Mum says her children are never allowed to be alone with a man – and the internet is divided
I recently had the chats with a fellow school mum about at what age would it be appropriate to let our children walk home from school by themselves.
Now, bare in mind we live in Dundrum, so although in Dublin, it's far enough out of the city centre for me to consider it a fairly safe and (apart from the shopping centre) residential area.
On the subject of child safety, we also discussed other things, like when would it be OK to leave the kids at home by themselves for a brief period of time, at what age would you reckon they could start preparing dinner and how we stood on the whole sleepover thing – which, at nine, our own little girls have started begging for at fairly regular intervals.
The following day, funny enough, I came across this mum's article on one area where she has her very own rules on keeping her children safe – and to tell you the truth, I found it all a bit extreme.
In a blog post that appeared on Today's Parent, Australian mum Leah McLaren argues that in the interest of keeping her children safe from any type of sexual abuse, she will never let them spend time alone in a room with a man that isn't immediate family.
"Never alone in a room with a male teacher. Or a male doctor. Or a housepainter or a lawyer or birthday party clown. I don’t care if you’re dying of thirst and he’s the coolest, nicest soccer coach in league with a fridge full of ice cold Gatorade. “Grab your teammate and then get your drink from the coach’s office,” I tell my kids. I am honest with them about my rule and the reasons why. Some men are not to be trusted. And frankly, if the coach is a conscientious guy (which he probably is), he’ll know not to invite a kid into a room alone in the first place."
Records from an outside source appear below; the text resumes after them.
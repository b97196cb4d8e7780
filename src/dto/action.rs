use serde::{Deserialize, Serialize};
use utoipa::ToSchema;
use uuid::Uuid;

use crate::state::{state_machine::RoomAction, transitions::ActionPayload};

/// Body of `POST /room/{code}/action`.
///
/// Only the fields relevant to `action` are read; the rest are ignored.
#[derive(Debug, Deserialize, ToSchema)]
pub struct ActionRequest {
    pub action: RoomAction,
    /// Player issuing the action.
    pub player_id: Uuid,
    #[serde(default)]
    pub theme_id: Option<String>,
    #[serde(default)]
    pub asker_player_id: Option<Uuid>,
    /// Drinking-penalty mode, read by `select-asker`.
    #[serde(default)]
    pub gui_mode: Option<bool>,
    #[serde(default)]
    pub target_player_ids: Option<Vec<Uuid>>,
    /// Ordered ids, most preferred first.
    #[serde(default)]
    pub ranking: Option<Vec<String>>,
    #[serde(default)]
    pub guess_top1: Option<String>,
    #[serde(default)]
    pub kick_player_id: Option<Uuid>,
}

impl ActionRequest {
    /// Split the request into the action, its caller and the action-specific fields.
    pub fn into_parts(self) -> (RoomAction, Uuid, ActionPayload) {
        let payload = ActionPayload {
            theme_id: self.theme_id,
            asker_player_id: self.asker_player_id,
            gui_mode: self.gui_mode,
            target_player_ids: self.target_player_ids,
            ranking: self.ranking,
            guess_top1: self.guess_top1,
            kick_player_id: self.kick_player_id,
        };
        (self.action, self.player_id, payload)
    }
}

/// Acknowledgement of a committed action.
#[derive(Debug, Serialize, Deserialize, ToSchema)]
pub struct ActionResponse {
    pub ok: bool,
}

impl ActionResponse {
    pub fn ok() -> Self {
        Self { ok: true }
    }
}

#[cfg(test)]
mod tests {
    use super::*;

    #[test]
    fn request_uses_kebab_case_actions() {
        let request: ActionRequest = serde_json::from_str(
            r#"{
                "action": "submit-guess",
                "player_id": "6c1f4a8e-2f7e-4c55-9b0e-6b2f3e0c9a11",
                "guess_top1": "money",
                "theme_id": null
            }"#,
        )
        .unwrap();

        let (action, _, payload) = request.into_parts();
        assert_eq!(action, RoomAction::SubmitGuess);
        assert_eq!(payload.guess_top1.as_deref(), Some("money"));
        assert!(payload.theme_id.is_none());
    }

    #[test]
    fn unknown_action_is_rejected() {
        let result = serde_json::from_str::<ActionRequest>(
            r#"{"action": "dance", "player_id": "6c1f4a8e-2f7e-4c55-9b0e-6b2f3e0c9a11"}"#,
        );
        assert!(result.is_err());
    }
}
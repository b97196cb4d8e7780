/// Player action dispatch.
pub mod action_service;
/// OpenAPI documentation generation.
pub mod documentation;
/// Health check service.
pub mod health_service;
/// Masked room snapshots.
pub mod query_service;
/// Room creation, joining and external channel hooks.
pub mod room_service;
/// Server-Sent Events message generation.
pub mod sse_events;
/// Server-Sent Events streaming service.
pub mod sse_service;
/// Background storage connection supervisor.
pub mod storage_supervisor;
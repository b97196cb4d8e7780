//! Transition table of the room state machine.
//!
//! Each [`RoomAction`] has exactly one row naming the role allowed to issue it, the phases it may
//! be issued from, the phases it may lead to and the side effect that validates the payload and
//! mutates the room.

use std::time::SystemTime;

use uuid::Uuid;

use crate::{
    catalog::{ItemSource, ThemeAccess, ThemeCatalog},
    error::ServiceError,
    services::sse_events::broadcast_room_version,
    state::{
        CommitOutcome, SharedState,
        ranking::{MAX_TARGETS, MIN_TARGETS, compute_sequence, hint_rank},
        room::{Guess, Room, Round},
        scoring,
        state_machine::{PhaseGuard, PhaseTarget, Role, RoomAction, RoomPhase, RoomStateMachine},
    },
};

/// Action-specific fields of an action request.
#[derive(Debug, Clone, Default, PartialEq, Eq)]
pub struct ActionPayload {
    /// Theme to play (`select-theme`).
    pub theme_id: Option<String>,
    /// Player to designate (`select-asker`).
    pub asker_player_id: Option<Uuid>,
    /// Drinking-penalty mode (`select-asker`).
    pub gui_mode: Option<bool>,
    /// Players to rank (`select-targets`).
    pub target_player_ids: Option<Vec<Uuid>>,
    /// Ordered ids, most preferred first (`submit-ranking`).
    pub ranking: Option<Vec<String>>,
    /// Guessed id for the open rank (`submit-guess`).
    pub guess_top1: Option<String>,
    /// Player to remove (`kick-player`).
    pub kick_player_id: Option<Uuid>,
}

/// Read-only inputs of a transition that do not live on the room.
#[derive(Debug, Clone, Copy)]
pub struct ActionEnv<'a> {
    /// Theme registry.
    pub catalog: &'a ThemeCatalog,
    /// Debug switch granting the premium entitlement to every room.
    pub premium_unlocked: bool,
    /// Wall clock of the request.
    pub now: SystemTime,
}

/// Mutable view handed to a side effect.
pub struct ActionContext<'a> {
    room: &'a mut Room,
    caller: Uuid,
    payload: &'a ActionPayload,
    env: ActionEnv<'a>,
    round_guesses: &'a [Guess],
    ledger: Option<Guess>,
}

/// Side effect of a transition, returning the phase the room moves to.
pub type Effect = fn(&mut ActionContext<'_>) -> Result<RoomPhase, ServiceError>;
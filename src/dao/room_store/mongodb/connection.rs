use std::time::Duration;

use mongodb::{Client, Database, bson::doc, options::ClientOptions};
use tokio::time::sleep;
use tracing::debug;

use super::error::{MongoDaoError, MongoResult};

const APP_NAME: &str = "guesso-back";
const PING_ATTEMPTS: u32 = 5;
const FIRST_PING_DELAY: Duration = Duration::from_millis(200);
const MAX_PING_DELAY: Duration = Duration::from_secs(3);

/// Doubling delays between ping attempts, capped at [`MAX_PING_DELAY`].
fn ping_delays() -> impl Iterator<Item = Duration> {
    std::iter::successors(Some(FIRST_PING_DELAY), |delay| {
        Some((*delay * 2).min(MAX_PING_DELAY))
    })
}

/// Build a client for `database_name` and wait until the server answers a ping.
pub async fn establish_connection(
    options: &ClientOptions,
    database_name: &str,
) -> MongoResult<(Client, Database)> {
    let mut options = options.clone();
    options.app_name.get_or_insert_with(|| APP_NAME.to_owned());

    let client = Client::with_options(options)
        .map_err(|source| MongoDaoError::ClientConstruction { source })?;
    let database = client.database(database_name);

    let mut delays = ping_delays();
    let mut attempt = 0;
    loop {
        attempt += 1;
        let err = match database.run_command(doc! { "ping": 1 }).await {
            Ok(_) => return Ok((client, database)),
            Err(err) => err,
        };

        if attempt >= PING_ATTEMPTS {
            return Err(MongoDaoError::InitialPing {
                attempts: attempt,
                source: err,
            });
        }

        let delay = delays.next().unwrap_or(MAX_PING_DELAY);
        debug!(attempt, error = %err, ?delay, "mongo ping failed; retrying");
        sleep(delay).await;
    }
}
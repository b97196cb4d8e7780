use mongodb::options::ClientOptions;

use super::error::{MongoDaoError, MongoResult};

const DEFAULT_DATABASE: &str = "guesso";

/// Connection settings for the MongoDB backend.
#[derive(Clone)]
pub struct MongoConfig {
    /// Parsed client options.
    pub options: ClientOptions,
    /// Database holding the `rooms` and `guesses` collections.
    pub database_name: String,
}

impl MongoConfig {
    /// Parse `uri`, defaulting the database name when `db_name` is absent.
    pub async fn from_uri(uri: &str, db_name: Option<&str>) -> MongoResult<Self> {
        let database_name = db_name
            .filter(|name| !name.is_empty())
            .unwrap_or(DEFAULT_DATABASE)
            .to_owned();
        let options =
            ClientOptions::parse(uri)
                .await
                .map_err(|source| MongoDaoError::InvalidUri {
                    uri: uri.to_owned(),
                    source,
                })?;

        Ok(Self {
            options,
            database_name,
        })
    }

    /// Read `MONGO_URI` (required) and `MONGO_DB` (optional) from the environment.
    pub async fn from_env() -> MongoResult<Self> {
        let uri = std::env::var("MONGO_URI")
            .map_err(|_| MongoDaoError::MissingEnvVar { var: "MONGO_URI" })?;
        let db = std::env::var("MONGO_DB").ok();
        Self::from_uri(&uri, db.as_deref()).await
    }
}
//! CLI entry point for the flight-delay report tool.
//!
//! Discovers the extracted Kaggle CSV files, streams them through the
//! aggregator, and writes the finalized summary as JSON.

use anyhow::Result;
use clap::Parser;
use flight_delay_report::discover::{collect_csv_files, limit_files};
use flight_delay_report::output::write_summary;
use flight_delay_report::report::aggregate::{AggregateContext, DEFAULT_CHUNKSIZE};
use std::ffi::OsStr;
use std::path::{Path, PathBuf};
use tracing::{info, warn};
use tracing_subscriber::{
    EnvFilter, Layer,
    fmt::{self, format::FmtSpan},
    layer::SubscriberExt,
    util::SubscriberInitExt,
};

#[derive(Parser)]
#[command(name = "flight-delay-report")]
#[command(about = "Aggregate flight punctuality statistics from the Kaggle delay dataset", long_about = None)]
struct Cli {
    /// Directory containing the downloaded dataset CSV files
    #[arg(short, long, default_value = "data/flight-delay-dataset-2018-2024")]
    data_dir: PathBuf,

    /// Path the summary JSON is written to
    #[arg(short, long, default_value = "analysis/flight_delay_summary.json")]
    output: PathBuf,

    /// Rows to read per batch when streaming large CSV files
    #[arg(short, long, default_value_t = DEFAULT_CHUNKSIZE)]
    chunksize: usize,

    /// Optional cap on how many CSV files to process (smoke tests)
    #[arg(short, long)]
    limit_files: Option<usize>,
}

fn main() -> Result<()> {
    dotenvy::dotenv().ok(); // Load .env file

    // Logging setup: colored stderr + JSON rolling log file
    let log_file_path = std::env::var("LOG_FILE_PATH")
        .unwrap_or_else(|_| "logs/flight_delay_report.log".to_string());
    let log_dir = Path::new(&log_file_path)
        .parent()
        .unwrap_or(Path::new("logs"));
    let log_file_name = Path::new(&log_file_path)
        .file_name()
        .unwrap_or(OsStr::new("flight_delay_report.log"));

    let file_appender = tracing_appender::rolling::daily(log_dir, log_file_name);
    let (non_blocking_file, _file_guard) = tracing_appender::non_blocking(file_appender);

    let stderr_layer = fmt::layer()
        .with_target(true)
        .with_span_events(FmtSpan::CLOSE)
        .with_ansi(true)
        .with_writer(std::io::stderr)
        .with_filter(EnvFilter::from_env("RUST_LOG").add_directive("info".parse().unwrap()));

    let json_layer = fmt::layer()
        .json()
        .with_current_span(true)
        .with_span_list(true)
        .with_writer(non_blocking_file)
        .with_filter(EnvFilter::from_env("RUST_LOG_JSON").add_directive("debug".parse().unwrap()));

    tracing_subscriber::registry()
        .with(stderr_layer)
        .with(json_layer)
        .init();

    let cli = Cli::parse();

    let files = limit_files(collect_csv_files(&cli.data_dir), cli.limit_files);
    if files.is_empty() {
        anyhow::bail!(
            "no CSV files found in {} (extract the Kaggle archive there first)",
            cli.data_dir.display()
        );
    }
    info!(
        file_count = files.len(),
        chunksize = cli.chunksize,
        "Starting aggregation"
    );

    let mut ctx = AggregateContext::new();
    for path in &files {
        ctx.process_file(path, cli.chunksize);
    }

    let quality = ctx.quality().clone();
    if quality.files_unreadable > 0 || quality.files_bad_schema > 0 {
        warn!(
            unreadable = quality.files_unreadable,
            bad_schema = quality.files_bad_schema,
            "Some input files were skipped"
        );
    }
    if quality.rows_skipped > 0 {
        warn!(rows_skipped = quality.rows_skipped, "Some rows failed to parse");
    }

    let summary = ctx.finalize();
    info!(
        flights = summary.overall.flights,
        months = summary.monthly.len(),
        carriers = summary.carriers.len(),
        "Aggregation complete"
    );

    write_summary(&cli.output, &summary)?;
    info!(output = %cli.output.display(), "Summary written");

    Ok(())
}
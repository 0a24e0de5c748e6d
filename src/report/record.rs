//! Row parsing: raw CSV cells into a typed [`FlightRecord`].

use chrono::NaiveDate;
use csv::StringRecord;

use crate::report::schema::ColumnMap;

/// One parsed flight row.
///
/// Numeric fields stay `None` when the cell is empty so missing values are
/// excluded from means rather than averaged in as zero. `causes` is `None`
/// for rows read from files without cause columns; individual entries are
/// `None` when the cell itself is empty.
#[derive(Debug, Clone, PartialEq)]
pub struct FlightRecord {
    pub date: NaiveDate,
    pub carrier: String,
    pub origin: String,
    pub dest: String,
    pub arr_delay: Option<f64>,
    pub dep_delay: Option<f64>,
    pub cancelled: bool,
    pub diverted: bool,
    pub causes: Option<[Option<f64>; 5]>,
}

/// Why a row was skipped. Skips are counted, never fatal.
#[derive(Debug, Clone, Copy, PartialEq, Eq)]
pub enum RowSkip {
    UnparseableDate,
    MissingCode,
    ShortRow,
}

fn cell<'a>(row: &'a StringRecord, idx: usize) -> Result<&'a str, RowSkip> {
    row.get(idx).map(str::trim).ok_or(RowSkip::ShortRow)
}

fn parse_date(raw: &str) -> Option<NaiveDate> {
    if let Ok(d) = NaiveDate::parse_from_str(raw, "%Y-%m-%d") {
        return Some(d);
    }
    // Some exports carry a midnight timestamp suffix.
    if let Some(prefix) = raw.get(..10) {
        if let Ok(d) = NaiveDate::parse_from_str(prefix, "%Y-%m-%d") {
            return Some(d);
        }
    }
    NaiveDate::parse_from_str(raw, "%m/%d/%Y").ok()
}

fn parse_minutes(raw: &str) -> Option<f64> {
    if raw.is_empty() {
        return None;
    }
    raw.parse::<f64>().ok().filter(|v| v.is_finite())
}

/// Normalizes a cancellation/diversion flag cell.
///
/// The exports encode these as `0.0`/`1.0`, bare integers, or textual
/// `Y`/`YES`/`TRUE`/`T`. Anything unrecognized (including empty) reads as
/// false, matching how the dataset marks the common case.
fn parse_flag(raw: &str) -> bool {
    if raw.is_empty() {
        return false;
    }
    if let Ok(v) = raw.parse::<f64>() {
        return v != 0.0;
    }
    matches!(
        raw.to_ascii_uppercase().as_str(),
        "Y" | "YES" | "TRUE" | "T"
    )
}

impl FlightRecord {
    /// Builds a record from one CSV row using the file's resolved columns.
    pub fn from_row(row: &StringRecord, map: &ColumnMap) -> Result<Self, RowSkip> {
        let date = parse_date(cell(row, map.date)?).ok_or(RowSkip::UnparseableDate)?;

        let carrier = cell(row, map.carrier)?;
        let origin = cell(row, map.origin)?;
        let dest = cell(row, map.dest)?;
        if carrier.is_empty() || origin.is_empty() || dest.is_empty() {
            return Err(RowSkip::MissingCode);
        }

        let arr_delay = parse_minutes(cell(row, map.arr_delay)?);
        let dep_delay = parse_minutes(cell(row, map.dep_delay)?);
        let cancelled = parse_flag(cell(row, map.cancelled)?);
        let diverted = parse_flag(cell(row, map.diverted)?);

        let causes = match map.causes {
            Some(indices) => {
                let mut minutes = [None; 5];
                for (slot, idx) in minutes.iter_mut().zip(indices) {
                    *slot = parse_minutes(cell(row, idx)?);
                }
                Some(minutes)
            }
            None => None,
        };

        Ok(FlightRecord {
            date,
            carrier: carrier.to_string(),
            origin: origin.to_string(),
            dest: dest.to_string(),
            arr_delay,
            dep_delay,
            cancelled,
            diverted,
            causes,
        })
    }

    /// Year-month key, e.g. `2024-01`.
    pub fn month(&self) -> String {
        self.date.format("%Y-%m").to_string()
    }
}

#[cfg(test)]
mod tests {
    use super::*;
    use crate::report::schema::classify_header;

    fn map_without_causes() -> ColumnMap {
        classify_header(&StringRecord::from(vec![
            "FL_DATE", "OP_CARRIER", "ORIGIN", "DEST", "ARR_DELAY", "DEP_DELAY", "CANCELLED",
            "DIVERTED",
        ]))
        .unwrap()
    }

    fn row(cells: &[&str]) -> StringRecord {
        StringRecord::from(cells.to_vec())
    }

    #[test]
    fn test_parses_plain_row() {
        let rec = FlightRecord::from_row(
            &row(&["2024-01-01", "AA", "ORD", "LAX", "20", "10", "0", "0"]),
            &map_without_causes(),
        )
        .unwrap();
        assert_eq!(rec.month(), "2024-01");
        assert_eq!(rec.arr_delay, Some(20.0));
        assert!(!rec.cancelled);
        assert!(rec.causes.is_none());
    }

    #[test]
    fn test_empty_delay_is_missing_not_zero() {
        let rec = FlightRecord::from_row(
            &row(&["2024-01-01", "AA", "ORD", "LAX", "", "", "1.0", "0.0"]),
            &map_without_causes(),
        )
        .unwrap();
        assert_eq!(rec.arr_delay, None);
        assert_eq!(rec.dep_delay, None);
        assert!(rec.cancelled);
    }

    #[test]
    fn test_textual_flags() {
        for raw in ["Y", "yes", "TRUE", "t"] {
            assert!(parse_flag(raw), "{raw} should read as true");
        }
        for raw in ["", "N", "0", "0.0", "no"] {
            assert!(!parse_flag(raw), "{raw} should read as false");
        }
    }

    #[test]
    fn test_datetime_suffix_accepted() {
        assert_eq!(
            parse_date("2019-03-07 00:00:00"),
            NaiveDate::from_ymd_opt(2019, 3, 7)
        );
    }

    #[test]
    fn test_bad_date_skips_row() {
        let err = FlightRecord::from_row(
            &row(&["not-a-date", "AA", "ORD", "LAX", "5", "0", "0", "0"]),
            &map_without_causes(),
        )
        .unwrap_err();
        assert_eq!(err, RowSkip::UnparseableDate);
    }

    #[test]
    fn test_blank_carrier_skips_row() {
        let err = FlightRecord::from_row(
            &row(&["2024-01-01", " ", "ORD", "LAX", "5", "0", "0", "0"]),
            &map_without_causes(),
        )
        .unwrap_err();
        assert_eq!(err, RowSkip::MissingCode);
    }
}
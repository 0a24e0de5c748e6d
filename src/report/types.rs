//! Accumulators and the finalized summary types.

use chrono::{DateTime, Utc};
use serde::Serialize;

use crate::report::record::FlightRecord;
use crate::report::schema::CAUSES;

/// Arrival delays at or under this many minutes count as on time.
pub const ON_TIME_THRESHOLD_MINUTES: f64 = 15.0;

/// Running totals for one group key.
///
/// Holds only sums and counts so two accumulators merge by plain addition;
/// rates and means are derived once, at finalization.
#[derive(Debug, Default, Clone, PartialEq)]
pub struct Accumulator {
    pub flights: u64,
    pub arr_delay_sum: f64,
    pub arr_delay_n: u64,
    pub dep_delay_sum: f64,
    pub dep_delay_n: u64,
    pub on_time: u64,
    pub cancelled: u64,
    pub diverted: u64,
    pub cause_minutes: [f64; 5],
    /// Rows that carried cause columns, whether or not the cells were set.
    /// Distinguishes a genuine zero-minute total from absent cause data.
    pub cause_rows: u64,
}

impl Accumulator {
    pub fn record(&mut self, rec: &FlightRecord) {
        self.flights += 1;

        if let Some(arr) = rec.arr_delay {
            self.arr_delay_sum += arr;
            self.arr_delay_n += 1;
            if !rec.cancelled && arr <= ON_TIME_THRESHOLD_MINUTES {
                self.on_time += 1;
            }
        }
        if let Some(dep) = rec.dep_delay {
            self.dep_delay_sum += dep;
            self.dep_delay_n += 1;
        }
        if rec.cancelled {
            self.cancelled += 1;
        }
        if rec.diverted {
            self.diverted += 1;
        }
        if let Some(causes) = rec.causes {
            self.cause_rows += 1;
            for (total, minutes) in self.cause_minutes.iter_mut().zip(causes) {
                if let Some(m) = minutes {
                    *total += m;
                }
            }
        }
    }

    /// Adds `other` into `self`. Addition of sums and counts is commutative,
    /// so per-file partitions merge to the same totals as a sequential pass.
    pub fn merge(&mut self, other: &Accumulator) {
        self.flights += other.flights;
        self.arr_delay_sum += other.arr_delay_sum;
        self.arr_delay_n += other.arr_delay_n;
        self.dep_delay_sum += other.dep_delay_sum;
        self.dep_delay_n += other.dep_delay_n;
        self.on_time += other.on_time;
        self.cancelled += other.cancelled;
        self.diverted += other.diverted;
        for (total, add) in self.cause_minutes.iter_mut().zip(other.cause_minutes) {
            *total += add;
        }
        self.cause_rows += other.cause_rows;
    }

    pub fn metrics(&self) -> GroupMetrics {
        let ratio = |num: u64, den: u64| (den > 0).then(|| num as f64 / den as f64);
        let mean = |sum: f64, n: u64| (n > 0).then(|| sum / n as f64);

        GroupMetrics {
            flights: self.flights,
            avg_arr_delay: mean(self.arr_delay_sum, self.arr_delay_n),
            avg_dep_delay: mean(self.dep_delay_sum, self.dep_delay_n),
            on_time_rate: ratio(self.on_time, self.flights - self.cancelled),
            cancellation_rate: ratio(self.cancelled, self.flights),
            diversion_rate: ratio(self.diverted, self.flights),
        }
    }
}

/// Derived metrics for one group, `None` where the denominator was zero.
#[derive(Debug, Clone, Serialize, PartialEq)]
pub struct GroupMetrics {
    pub flights: u64,
    pub avg_arr_delay: Option<f64>,
    pub avg_dep_delay: Option<f64>,
    pub on_time_rate: Option<f64>,
    pub cancellation_rate: Option<f64>,
    pub diversion_rate: Option<f64>,
}

#[derive(Debug, Serialize)]
pub struct MonthlySummary {
    pub month: String,
    #[serde(flatten)]
    pub metrics: GroupMetrics,
}

#[derive(Debug, Serialize)]
pub struct CarrierSummary {
    pub carrier: String,
    #[serde(flatten)]
    pub metrics: GroupMetrics,
}

#[derive(Debug, Serialize)]
pub struct AirportSummary {
    pub origin: String,
    #[serde(flatten)]
    pub metrics: GroupMetrics,
}

#[derive(Debug, Serialize)]
pub struct RouteSummary {
    pub origin: String,
    pub dest: String,
    #[serde(flatten)]
    pub metrics: GroupMetrics,
}

/// Total delay minutes attributed to one cause across all cause-bearing rows.
#[derive(Debug, Serialize)]
pub struct CauseTotal {
    pub cause: &'static str,
    pub minutes: f64,
}

/// Input-completeness counters surfaced alongside the results so a reader
/// can judge how much data the summary actually rests on.
#[derive(Debug, Default, Clone, Serialize, PartialEq, Eq)]
pub struct DataQuality {
    pub files_processed: u64,
    pub files_unreadable: u64,
    pub files_bad_schema: u64,
    pub rows_skipped: u64,
    pub rows_without_cause_data: u64,
}

/// Complete finalized output of one aggregation run.
#[derive(Debug, Serialize)]
pub struct ReportSummary {
    pub generated_at: DateTime<Utc>,
    pub overall: GroupMetrics,
    pub monthly: Vec<MonthlySummary>,
    pub carriers: Vec<CarrierSummary>,
    pub airports: Vec<AirportSummary>,
    pub routes: Vec<RouteSummary>,
    pub cause_totals: Vec<CauseTotal>,
    pub quality: DataQuality,
}

/// Cause totals sorted descending by minutes. Empty when no input row
/// carried cause columns.
pub fn cause_totals(overall: &Accumulator) -> Vec<CauseTotal> {
    if overall.cause_rows == 0 {
        return Vec::new();
    }
    let mut totals: Vec<CauseTotal> = CAUSES
        .into_iter()
        .map(|c| CauseTotal {
            cause: c.label(),
            minutes: overall.cause_minutes[c.index()],
        })
        .collect();
    totals.sort_by(|a, b| b.minutes.total_cmp(&a.minutes));
    totals
}
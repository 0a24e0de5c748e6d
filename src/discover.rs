//! CSV discovery under the extracted dataset directory.

use std::path::{Path, PathBuf};

use tracing::{debug, warn};

/// Finds all `.csv` files recursively under `data_dir`, sorted by path.
///
/// The Kaggle archive extracts into per-year subdirectories depending on the
/// export vintage, so the walk is recursive. A missing directory yields an
/// empty list; the caller decides whether that is fatal.
pub fn collect_csv_files(data_dir: &Path) -> Vec<PathBuf> {
    if !data_dir.exists() {
        warn!(dir = %data_dir.display(), "Data directory does not exist");
        return Vec::new();
    }

    let mut files: Vec<PathBuf> = walkdir::WalkDir::new(data_dir)
        .follow_links(true)
        .into_iter()
        .filter_map(|entry| entry.ok())
        .filter(|entry| {
            entry.file_type().is_file()
                && entry
                    .path()
                    .extension()
                    .map(|ext| ext.eq_ignore_ascii_case("csv"))
                    .unwrap_or(false)
        })
        .map(|entry| entry.into_path())
        .collect();

    files.sort();
    debug!(count = files.len(), dir = %data_dir.display(), "CSV discovery complete");
    files
}

/// Applies the optional smoke-test cap on how many files are processed.
pub fn limit_files(mut files: Vec<PathBuf>, limit: Option<usize>) -> Vec<PathBuf> {
    if let Some(limit) = limit {
        files.truncate(limit);
    }
    files
}
//! Error taxonomy for an aggregation run.
//!
//! Only the absence of any input file aborts a run. Everything else a
//! multi-year CSV dump can throw at us (unreadable file, header missing a
//! required column, malformed row) degrades to a counter in
//! [`DataQuality`](crate::report::types::DataQuality) so the final summary
//! states how complete the data was.

use std::path::PathBuf;

use thiserror::Error;

#[derive(Debug, Error)]
pub enum ReportError {
    /// No CSV files were discovered at all. Fatal: there is nothing to
    /// summarize and the enclosing tool must exit non-zero.
    #[error("no CSV files found to aggregate")]
    MissingInput,

    /// The requested output path could not be written.
    #[error("failed to write summary to {path}")]
    WriteSummary {
        path: PathBuf,
        #[source]
        source: std::io::Error,
    },

    #[error(transparent)]
    Serialize(#[from] serde_json::Error),
}
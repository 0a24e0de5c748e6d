pub mod discover;
pub mod error;
pub mod output;
pub mod report;
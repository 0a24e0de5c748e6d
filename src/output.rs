//! Summary serialization and persistence.

use std::path::Path;

use tracing::{debug, info};

use crate::error::ReportError;
use crate::report::types::ReportSummary;

/// Logs the summary as pretty-printed JSON.
pub fn print_json(summary: &ReportSummary) -> Result<(), ReportError> {
    info!("{}", serde_json::to_string_pretty(summary)?);
    Ok(())
}

/// Writes the finalized summary as pretty JSON to `path`, creating parent
/// directories as needed.
pub fn write_summary(path: &Path, summary: &ReportSummary) -> Result<(), ReportError> {
    let json = serde_json::to_string_pretty(summary)?;

    let io_result = (|| {
        if let Some(parent) = path.parent() {
            if !parent.as_os_str().is_empty() {
                std::fs::create_dir_all(parent)?;
            }
        }
        std::fs::write(path, &json)
    })();

    io_result.map_err(|source| ReportError::WriteSummary {
        path: path.to_path_buf(),
        source,
    })?;

    debug!(path = %path.display(), bytes = json.len(), "Summary written");
    Ok(())
}

#[cfg(test)]
mod tests {
    use super::*;
    use crate::report::aggregate::AggregateContext;

    fn empty_summary() -> ReportSummary {
        AggregateContext::new().finalize()
    }

    #[test]
    fn test_print_json_does_not_panic() {
        print_json(&empty_summary()).unwrap();
    }

    #[test]
    fn test_write_summary_creates_parents() {
        let dir = tempfile::tempdir().unwrap();
        let path = dir.path().join("nested/out/summary.json");

        write_summary(&path, &empty_summary()).unwrap();

        let content = std::fs::read_to_string(&path).unwrap();
        assert!(content.contains("\"overall\""));
        assert!(content.contains("\"quality\""));
    }

    #[test]
    fn test_written_summary_is_valid_json() {
        let dir = tempfile::tempdir().unwrap();
        let path = dir.path().join("summary.json");
        write_summary(&path, &empty_summary()).unwrap();

        let content = std::fs::read_to_string(&path).unwrap();
        let value: serde_json::Value = serde_json::from_str(&content).unwrap();
        assert_eq!(value["overall"]["flights"], 0);
    }
}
McLaren goes on to explain her exceptions, and how she realises many will disagree with her:
"There are exceptions of course: my husband, and all my kids’ grandfathers and step-grandfather. I also bend the rule for a few men I know really, really well. Like well enough that I’ve observed them over a period of several years and have spent holidays together. Both my brother-in-laws, for instance, gets a pass, as do a couple of my good friends’ husbands. But beyond that? Never alone in a room with a man.
Think that sounds anxious? Hyper-vigilant? Completely whack-a-doo? I disagree and here’s why. Of all the things we fear and guard against as parents child sexual abuse, is, unfortunately, one of the most likely to happen. That’s not being hysterical, but stating a simple fact."
I don't know about you, but while we all want to protect our children, of course, this just all comes across rather extreme to me. And certainly unfair to the absolute vast majority of men on this planet.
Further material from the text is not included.